▸ Problem requirements:
Filter by the string "crate": return the lines of the material that contain it.

▸ Given records:

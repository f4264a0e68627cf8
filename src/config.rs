// Copyright 2026 Daniel Pelikan
//
// Licensed under the Apache License, Version 2.0 (the "License");
// you may not use this file except in compliance with the License.
// You may obtain a copy of the License at
//
//     http://www.apache.org/licenses/LICENSE-2.0
//
// Unless required by applicable law or agreed to in writing, software
// distributed under the License is distributed on an "AS IS" BASIS,
// WITHOUT WARRANTIES OR CONDITIONS OF ANY KIND, either express or implied.
// See the License for the specific language governing permissions and
// limitations under the License.

//! Configuration module.
//!
//! Handles loading and saving application settings.

use anyhow::Result;
use serde::{Deserialize, Serialize};
use std::path::{Path, PathBuf};
use std::time::Duration;

use crate::bluetooth::{
    ReconnectPolicy, SessionOptions, WorkerConfig, DEFAULT_MAX_LINE_LEN,
    DEFAULT_MAX_RECONNECT_ATTEMPTS, DEFAULT_READ_CHUNK_SIZE, DEFAULT_RFCOMM_CHANNEL,
};
use crate::storage::{ReadingStore, DEFAULT_MAX_AGE_DAYS, DEFAULT_RETENTION_CAPACITY};

const APP_DIR: &str = "blueteeth";

/// Application configuration.
#[derive(Debug, Clone, Default, Serialize, Deserialize)]
#[serde(default)]
pub struct Config {
    /// Data directory for the reading database.
    #[serde(skip)]
    pub data_dir: PathBuf,

    /// Bluetooth settings.
    pub bluetooth: BluetoothConfig,

    /// Reconnect settings.
    pub reconnect: ReconnectConfig,

    /// Storage settings.
    pub storage: StorageConfig,
}

#[derive(Debug, Clone, Serialize, Deserialize)]
#[serde(default)]
pub struct BluetoothConfig {
    /// Sensor to connect to when none is given on the command line.
    pub device_address: Option<String>,

    /// RFCOMM channel of the SPP service.
    pub rfcomm_channel: u8,

    /// Bytes requested per socket read.
    pub read_chunk_size: usize,

    /// Longest accepted unterminated line.
    pub max_line_len: usize,
}

impl Default for BluetoothConfig {
    fn default() -> Self {
        Self {
            device_address: None,
            rfcomm_channel: DEFAULT_RFCOMM_CHANNEL,
            read_chunk_size: DEFAULT_READ_CHUNK_SIZE,
            max_line_len: DEFAULT_MAX_LINE_LEN,
        }
    }
}

#[derive(Debug, Clone, Serialize, Deserialize)]
#[serde(default)]
pub struct ReconnectConfig {
    /// Reconnect after the link drops.
    pub auto_reconnect: bool,

    /// Reconnects allowed before giving up.
    pub max_attempts: u32,

    /// Delay before each reconnect in milliseconds.
    pub delay_ms: u64,
}

impl Default for ReconnectConfig {
    fn default() -> Self {
        Self {
            auto_reconnect: true,
            max_attempts: DEFAULT_MAX_RECONNECT_ATTEMPTS,
            delay_ms: 3000,
        }
    }
}

#[derive(Debug, Clone, Serialize, Deserialize)]
#[serde(default)]
pub struct StorageConfig {
    /// Readings kept in memory.
    pub retention_capacity: usize,

    /// Days a reading is kept in the database.
    pub max_age_days: u32,

    /// Minimum seconds between expiry sweeps.
    pub prune_interval_secs: u64,
}

impl Default for StorageConfig {
    fn default() -> Self {
        Self {
            retention_capacity: DEFAULT_RETENTION_CAPACITY,
            max_age_days: DEFAULT_MAX_AGE_DAYS,
            prune_interval_secs: 60,
        }
    }
}

impl Config {
    /// Load configuration from file or create default.
    pub fn load() -> Result<Self> {
        let config_dir = config_dir();
        std::fs::create_dir_all(&config_dir)?;

        let mut config = Self::load_from(&config_dir.join("config.toml"))?;

        // Set data directory
        config.data_dir = dirs::data_dir()
            .unwrap_or_else(|| PathBuf::from("."))
            .join(APP_DIR);
        std::fs::create_dir_all(&config.data_dir)?;

        Ok(config)
    }

    /// Load from `path`, writing defaults there if it does not exist.
    pub fn load_from(path: &Path) -> Result<Self> {
        if path.exists() {
            let content = std::fs::read_to_string(path)?;
            Self::from_toml_str(&content)
        } else {
            let config = Self::default();
            std::fs::write(path, toml::to_string_pretty(&config)?)?;
            Ok(config)
        }
    }

    pub fn from_toml_str(content: &str) -> Result<Self> {
        Ok(toml::from_str(content)?)
    }

    /// Save configuration to file.
    pub fn save(&self) -> Result<()> {
        let config_path = config_dir().join("config.toml");
        let content = toml::to_string_pretty(self)?;
        std::fs::write(config_path, content)?;

        Ok(())
    }

    /// Session manager options.
    pub fn session_options(&self) -> SessionOptions {
        SessionOptions {
            policy: ReconnectPolicy::new(
                self.reconnect.max_attempts,
                Duration::from_millis(self.reconnect.delay_ms),
            ),
            auto_reconnect: self.reconnect.auto_reconnect,
            worker: WorkerConfig {
                read_chunk_size: self.bluetooth.read_chunk_size.max(1),
                max_line_len: self.bluetooth.max_line_len,
            },
        }
    }

    /// Memory-only reading store with the configured retention and ageing.
    pub fn reading_store(&self) -> ReadingStore {
        ReadingStore::new(self.storage.retention_capacity).with_ageing(
            chrono::Duration::days(i64::from(self.storage.max_age_days)),
            Duration::from_secs(self.storage.prune_interval_secs),
        )
    }
}

fn config_dir() -> PathBuf {
    dirs::config_dir()
        .unwrap_or_else(|| PathBuf::from("."))
        .join(APP_DIR)
}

▸ Response to this exercise:
use crate::bluetooth::{
use crate::storage::{ReadingStore, DEFAULT_MAX_AGE_DAYS, DEFAULT_RETENTION_CAPACITY};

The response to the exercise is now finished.